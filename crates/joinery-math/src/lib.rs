#![warn(missing_docs)]

//! Math types for the joinery assembly engine.
//!
//! Thin wrappers around nalgebra providing the rigid-frame algebra that
//! component placement is built on: points, vectors, 4x4 transforms,
//! planes, the [`CoordSystem`] frame type and tolerance constants.

use nalgebra::{Matrix4, Vector3, Vector4};
use serde::Deserialize;
use thiserror::Error;

mod coord_system;

pub use coord_system::CoordSystem;

/// A point in 3D space.
pub type Point3 = nalgebra::Point3<f64>;

/// A vector in 3D space.
pub type Vec3 = Vector3<f64>;

/// Errors raised while building frames.
#[derive(Error, Debug, Clone, PartialEq)]
pub enum MathError {
    /// The given directions cannot span an orthonormal basis.
    #[error("degenerate basis: {0}")]
    DegenerateBasis(&'static str),
    /// A 4x4 matrix was not a rigid (rotation + translation) transform.
    #[error("transform is not rigid")]
    NotRigid,
}

/// A 4x4 affine transformation matrix.
#[derive(Debug, Clone, PartialEq)]
pub struct Transform {
    /// The underlying 4x4 matrix.
    pub matrix: Matrix4<f64>,
}

impl Transform {
    /// Identity transform.
    pub fn identity() -> Self {
        Self {
            matrix: Matrix4::identity(),
        }
    }

    /// Transform a point.
    pub fn apply_point(&self, p: &Point3) -> Point3 {
        let v = self.matrix * Vector4::new(p.x, p.y, p.z, 1.0);
        Point3::new(v.x, v.y, v.z)
    }
}

/// A planar face description: a point on the plane, its outward normal and
/// an in-plane reference direction.
///
/// This is the shape geometry kernels report for face queries; convert it
/// into a frame with [`CoordSystem::from_plane`].
#[derive(Debug, Clone, Copy, PartialEq)]
pub struct Plane {
    /// A point on the plane.
    pub origin: Point3,
    /// Outward normal of the plane.
    pub normal: Vec3,
    /// Reference direction lying in the plane.
    pub x_dir: Vec3,
}

impl Plane {
    /// Create a plane from its origin, normal and in-plane x direction.
    pub fn new(origin: Point3, normal: Vec3, x_dir: Vec3) -> Self {
        Self {
            origin,
            normal,
            x_dir,
        }
    }
}

/// Tolerance constants for geometric comparisons.
#[derive(Debug, Clone, Copy, PartialEq, Deserialize)]
#[serde(default)]
pub struct Tolerance {
    /// Linear distance tolerance in mm.
    pub linear: f64,
    /// Tolerance on unit-vector components (dimensionless).
    pub angular: f64,
}

impl Tolerance {
    /// Default tolerances (1e-6 mm linear, 1e-9 on direction components).
    pub const DEFAULT: Self = Self {
        linear: 1e-6,
        angular: 1e-9,
    };

    /// Check if two points are coincident within tolerance.
    pub fn points_equal(&self, a: &Point3, b: &Point3) -> bool {
        (a - b).norm() < self.linear
    }

    /// Check if two unit directions agree within tolerance.
    pub fn directions_equal(&self, a: &Vec3, b: &Vec3) -> bool {
        (a - b).amax() < self.angular
    }
}

impl Default for Tolerance {
    fn default() -> Self {
        Self::DEFAULT
    }
}

#[cfg(test)]
mod tests {
    use super::*;

    #[test]
    fn test_identity_transform() {
        let t = Transform::identity();
        let p = Point3::new(1.0, 2.0, 3.0);
        let result = t.apply_point(&p);
        assert!((result - p).norm() < 1e-12);
    }

    #[test]
    fn test_tolerance_points_equal() {
        let tol = Tolerance::DEFAULT;
        let a = Point3::new(1.0, 2.0, 3.0);
        let b = Point3::new(1.0 + 1e-7, 2.0, 3.0);
        assert!(tol.points_equal(&a, &b));
        let c = Point3::new(1.001, 2.0, 3.0);
        assert!(!tol.points_equal(&a, &c));
    }

    #[test]
    fn test_tolerance_from_toml_keeps_defaults() {
        let tol: Tolerance = toml::from_str("linear = 0.01").unwrap();
        assert_eq!(tol.linear, 0.01);
        assert_eq!(tol.angular, Tolerance::DEFAULT.angular);
    }
}
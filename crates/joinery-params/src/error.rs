use thiserror::Error;

/// Errors raised while validating or reading parameters.
#[derive(Error, Debug, Clone, PartialEq)]
pub enum ParameterError {
    /// One or more names passed to a constructor are not declared by the class.
    #[error("{class} does not accept parameter(s): {}", names.join(", "))]
    UnknownParameters {
        /// Class being constructed.
        class: String,
        /// Every rejected name, sorted.
        names: Vec<String>,
    },
    /// A value could not be cast to the parameter's kind.
    #[error("{class}.{name}: {reason}")]
    InvalidValue {
        /// Owning class.
        class: String,
        /// Parameter name.
        name: String,
        /// Validator message.
        reason: String,
    },
    /// Null given to a parameter that is not nullable.
    #[error("{class}.{name} cannot be null")]
    NullValue {
        /// Owning class.
        class: String,
        /// Parameter name.
        name: String,
    },
    /// A read or write named a parameter the class does not declare.
    #[error("{class} has no parameter {name:?}")]
    Undeclared {
        /// Owning class.
        class: String,
        /// Requested name.
        name: String,
    },
    /// A typed getter found a value of another type.
    #[error("{class}.{name} is {found}, expected {expected}")]
    WrongType {
        /// Owning class.
        class: String,
        /// Parameter name.
        name: String,
        /// Type the getter wanted.
        expected: &'static str,
        /// Type actually stored.
        found: &'static str,
    },
    /// The class's `initialize_parameters` hook rejected the values.
    #[error("{class}: {reason}")]
    Initialize {
        /// Class being constructed.
        class: String,
        /// Hook message.
        reason: String,
    },
}
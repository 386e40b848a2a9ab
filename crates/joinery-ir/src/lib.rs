#![warn(missing_docs)]

//! Intermediate representation for the joinery assembly engine.
//!
//! Two families of plain data live here:
//!
//! * [`Shape`], a declarative solid description (primitives, booleans and
//!   rigid placements) that geometry kernels evaluate;
//! * the persisted schemas: [`ComponentRecord`] (a serialized component),
//!   [`CatalogueItem`] and [`CatalogueDocument`] (a JSON parts catalogue).
//!
//! Nothing in this crate evaluates geometry.

use std::collections::BTreeMap;

use joinery_math::CoordSystem;
use serde::{Deserialize, Serialize};

/// Search criteria: scalar values keyed by category.
pub type Criteria = BTreeMap<String, serde_json::Value>;

/// Returns true if every pair of `query` is present, with an equal value,
/// in `entry`. An empty query matches everything.
pub fn criteria_match(entry: &Criteria, query: &Criteria) -> bool {
    query.iter().all(|(k, v)| entry.get(k) == Some(v))
}

/// 3D vector with f64 components (conventionally millimeters).
#[derive(Debug, Clone, Copy, PartialEq, Serialize, Deserialize)]
pub struct Vec3 {
    /// X component.
    pub x: f64,
    /// Y component.
    pub y: f64,
    /// Z component.
    pub z: f64,
}

impl Vec3 {
    /// Create a new Vec3.
    pub fn new(x: f64, y: f64, z: f64) -> Self {
        Self { x, y, z }
    }
}

// =============================================================================
// Shape IR
// =============================================================================

/// A declarative solid, expressed in its owner's local frame.
///
/// Shapes form a tree; combining operations own their operands. The
/// constructors [`Shape::union`], [`Shape::cut`] and [`Shape::transformed`]
/// fold away identities, so an empty tool never produces a `Difference`
/// node and nested placements collapse into one.
#[derive(Debug, Clone, PartialEq, Serialize, Deserialize, Default)]
#[serde(tag = "type")]
pub enum Shape {
    /// No geometry (identity for union).
    #[default]
    Empty,
    /// Axis-aligned box centered at the origin.
    Cuboid {
        /// Size along each axis.
        size: Vec3,
    },
    /// Cylinder along the Z axis, centered at the origin.
    Cylinder {
        /// Radius of the cylinder.
        radius: f64,
        /// Height of the cylinder.
        height: f64,
    },
    /// Sphere centered at the origin.
    Sphere {
        /// Radius of the sphere.
        radius: f64,
    },
    /// Boolean union of all children.
    Union {
        /// Operands.
        children: Vec<Shape>,
    },
    /// `base` with `tool` removed.
    Difference {
        /// Shape being cut.
        base: Box<Shape>,
        /// Shape removed from `base`.
        tool: Box<Shape>,
    },
    /// `child` placed by a rigid frame.
    Transformed {
        /// Placed shape.
        child: Box<Shape>,
        /// Frame mapping the child's coordinates into this shape's.
        frame: CoordSystem,
    },
}

impl Shape {
    /// Box of the given size, centered at the origin.
    pub fn cuboid(x: f64, y: f64, z: f64) -> Self {
        Shape::Cuboid {
            size: Vec3::new(x, y, z),
        }
    }

    /// Cylinder along Z, centered at the origin.
    pub fn cylinder(radius: f64, height: f64) -> Self {
        Shape::Cylinder { radius, height }
    }

    /// Sphere centered at the origin.
    pub fn sphere(radius: f64) -> Self {
        Shape::Sphere { radius }
    }

    /// Returns true for [`Shape::Empty`] and unions with no children.
    pub fn is_empty(&self) -> bool {
        match self {
            Shape::Empty => true,
            Shape::Union { children } => children.iter().all(Shape::is_empty),
            _ => false,
        }
    }

    /// Union of `self` and `other`; nested unions are flattened.
    pub fn union(self, other: Shape) -> Shape {
        if other.is_empty() {
            return self;
        }
        if self.is_empty() {
            return other;
        }
        let mut children = match self {
            Shape::Union { children } => children,
            s => vec![s],
        };
        match other {
            Shape::Union { children: more } => children.extend(more),
            o => children.push(o),
        }
        Shape::Union { children }
    }

    /// `self` with `tool` removed.
    pub fn cut(self, tool: Shape) -> Shape {
        if self.is_empty() || tool.is_empty() {
            return self;
        }
        Shape::Difference {
            base: Box::new(self),
            tool: Box::new(tool),
        }
    }

    /// `self` placed by `frame`.
    pub fn transformed(self, frame: &CoordSystem) -> Shape {
        if self.is_empty() {
            return Shape::Empty;
        }
        if *frame == CoordSystem::identity() {
            return self;
        }
        match self {
            Shape::Transformed { child, frame: inner } => Shape::Transformed {
                child,
                frame: frame + &inner,
            },
            s => Shape::Transformed {
                child: Box::new(s),
                frame: *frame,
            },
        }
    }

    /// Count of primitive leaves.
    pub fn primitive_count(&self) -> usize {
        match self {
            Shape::Empty => 0,
            Shape::Cuboid { .. } | Shape::Cylinder { .. } | Shape::Sphere { .. } => 1,
            Shape::Union { children } => children.iter().map(Shape::primitive_count).sum(),
            Shape::Difference { base, tool } => base.primitive_count() + tool.primitive_count(),
            Shape::Transformed { child, .. } => child.primitive_count(),
        }
    }
}

// =============================================================================
// Persisted records
// =============================================================================

/// Library that wrote a record.
#[derive(Debug, Clone, PartialEq, Eq, Serialize, Deserialize)]
pub struct LibInfo {
    /// Library name.
    pub name: String,
    /// Library version.
    pub version: String,
}

/// A serialized component: enough to rebuild an equivalent, unplaced one.
#[derive(Debug, Clone, PartialEq, Serialize, Deserialize)]
pub struct ComponentRecord {
    /// Writer information.
    pub lib: LibInfo,
    /// Registered class name.
    pub class: String,
    /// Parameter values, as produced by the parameter system.
    pub params: serde_json::Map<String, serde_json::Value>,
}

/// One catalogue entry.
#[derive(Debug, Clone, PartialEq, Serialize, Deserialize)]
pub struct CatalogueItem {
    /// Unique identifier within the catalogue.
    pub id: String,
    /// Search criteria.
    #[serde(default)]
    pub criteria: Criteria,
    /// The stored component.
    pub obj: ComponentRecord,
}

/// Catalogue provenance, written once when a catalogue is created.
#[derive(Debug, Clone, PartialEq, Serialize, Deserialize)]
pub struct DbInfo {
    /// Catalogue implementation name.
    pub name: String,
    /// Catalogue format version.
    pub ver: String,
    /// Library that created the catalogue.
    pub lib: LibInfo,
}

/// A catalogue file: provenance plus items.
#[derive(Debug, Clone, PartialEq, Serialize, Deserialize)]
pub struct CatalogueDocument {
    /// Provenance block.
    pub dbinfo: DbInfo,
    /// Items in insertion order.
    #[serde(default)]
    pub items: Vec<CatalogueItem>,
}

impl CatalogueDocument {
    /// Create an empty catalogue.
    pub fn new(dbinfo: DbInfo) -> Self {
        Self {
            dbinfo,
            items: Vec::new(),
        }
    }

    /// Serialize to a JSON string.
    pub fn to_json(&self) -> Result<String, serde_json::Error> {
        serde_json::to_string_pretty(self)
    }

    /// Deserialize from a JSON string.
    pub fn from_json(json: &str) -> Result<Self, serde_json::Error> {
        serde_json::from_str(json)
    }
}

### Try it
Scan the material above for "unit". Copy every line where it appears.

### Response to the task
    /// Tolerance on unit-vector components (dimensionless).
    /// Check if two unit directions agree within tolerance.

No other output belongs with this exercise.